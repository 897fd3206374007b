//! Validation utilities

use bigdecimal::BigDecimal;
use std::str::FromStr;

use crate::types::*;

/// Validate that an amount is positive
pub fn validate_positive_amount(amount: &BigDecimal) -> FeeResult<()> {
    if *amount <= BigDecimal::from(0) {
        Err(FeeError::Validation(
            "Payment amount must be positive".to_string(),
        ))
    } else {
        Ok(())
    }
}

/// Validate a payment against what is still owed on a fee
pub fn validate_payment_amount(fee: &ReconciledFee, amount: &BigDecimal) -> FeeResult<()> {
    validate_positive_amount(amount)?;

    if *amount > fee.remaining_amount {
        return Err(FeeError::Validation(format!(
            "Payment of {} exceeds remaining balance of {} for fee {}",
            amount,
            fee.remaining_amount,
            fee.fee_id()
        )));
    }

    Ok(())
}

/// Check a fee can be paid off and return the amount that settles it
pub fn validate_settlement(fee: &ReconciledFee) -> FeeResult<BigDecimal> {
    let amount = fee.settlement_amount();
    if !fee.is_payable() || amount <= BigDecimal::from(0) {
        return Err(FeeError::Validation(format!(
            "Fee {} has nothing left to pay",
            fee.fee_id()
        )));
    }
    Ok(amount)
}

/// Parse a user-entered payment amount
pub fn parse_payment_amount(input: &str) -> FeeResult<BigDecimal> {
    let trimmed = input.trim();
    if trimmed.is_empty() {
        return Err(FeeError::Validation(
            "Payment amount is required".to_string(),
        ));
    }

    let amount = BigDecimal::from_str(trimmed).map_err(|_| {
        FeeError::Validation(format!("Payment amount '{}' is not a number", trimmed))
    })?;
    validate_positive_amount(&amount)?;

    Ok(amount)
}

/// Validate a user id typed into a search box
pub fn validate_student_id(input: &str) -> FeeResult<StudentId> {
    let trimmed = input.trim();
    if trimmed.is_empty() || !trimmed.chars().all(|c| c.is_ascii_digit()) {
        return Err(FeeError::Validation(
            "Please enter a valid numeric User ID".to_string(),
        ));
    }

    if trimmed.len() > 20 {
        return Err(FeeError::Validation(
            "User ID cannot exceed 20 digits".to_string(),
        ));
    }

    Ok(StudentId::new(trimmed))
}

#[cfg(test)]
mod tests {
    use super::*;

    fn reconciled(amount: i64, paid: i64) -> ReconciledFee {
        ReconciledFee::new(
            FeeObligation::new("1", BigDecimal::from(amount), None),
            BigDecimal::from(paid),
            Allocation::Proportional,
        )
    }

    #[test]
    fn test_validate_payment_amount() {
        let fee = reconciled(1000, 200);
        assert!(validate_payment_amount(&fee, &BigDecimal::from(800)).is_ok());
        assert!(validate_payment_amount(&fee, &BigDecimal::from(1)).is_ok());
        assert!(matches!(
            validate_payment_amount(&fee, &BigDecimal::from(801)),
            Err(FeeError::Validation(_))
        ));
        assert!(matches!(
            validate_payment_amount(&fee, &BigDecimal::from(0)),
            Err(FeeError::Validation(_))
        ));
        assert!(matches!(
            validate_payment_amount(&fee, &BigDecimal::from(-5)),
            Err(FeeError::Validation(_))
        ));
    }

    #[test]
    fn test_validate_settlement() {
        assert_eq!(
            validate_settlement(&reconciled(1000, 0)).unwrap(),
            BigDecimal::from(1000)
        );
        assert!(matches!(
            validate_settlement(&reconciled(1000, 1000)),
            Err(FeeError::Validation(_))
        ));

        let fraction = ReconciledFee::new(
            FeeObligation::new("1", BigDecimal::from_str("100.005").unwrap(), None),
            BigDecimal::from(100),
            Allocation::Linked {
                transaction_ids: vec![TransactionId::from("t")],
            },
        );
        assert_eq!(
            validate_settlement(&fraction).unwrap(),
            BigDecimal::from_str("0.005").unwrap()
        );
    }

    #[test]
    fn test_parse_payment_amount() {
        assert_eq!(
            parse_payment_amount(" 250.75 ").unwrap(),
            BigDecimal::from_str("250.75").unwrap()
        );
        assert!(matches!(
            parse_payment_amount("abc"),
            Err(FeeError::Validation(_))
        ));
        assert!(matches!(parse_payment_amount(""), Err(FeeError::Validation(_))));
        assert!(matches!(
            parse_payment_amount("-10"),
            Err(FeeError::Validation(_))
        ));
    }

    #[test]
    fn test_validate_student_id() {
        assert_eq!(validate_student_id(" 42 ").unwrap(), StudentId::from("42"));
        assert!(validate_student_id("4a").is_err());
        assert!(validate_student_id("").is_err());
        assert!(validate_student_id(&"9".repeat(21)).is_err());
    }
}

——————————

▸ **WHAT IS BEING ASKED**: Among the lines of the listing, count those containing the word "that". Answer with the count alone.

▸ **ANSWER TO THIS EXERCISE**: 2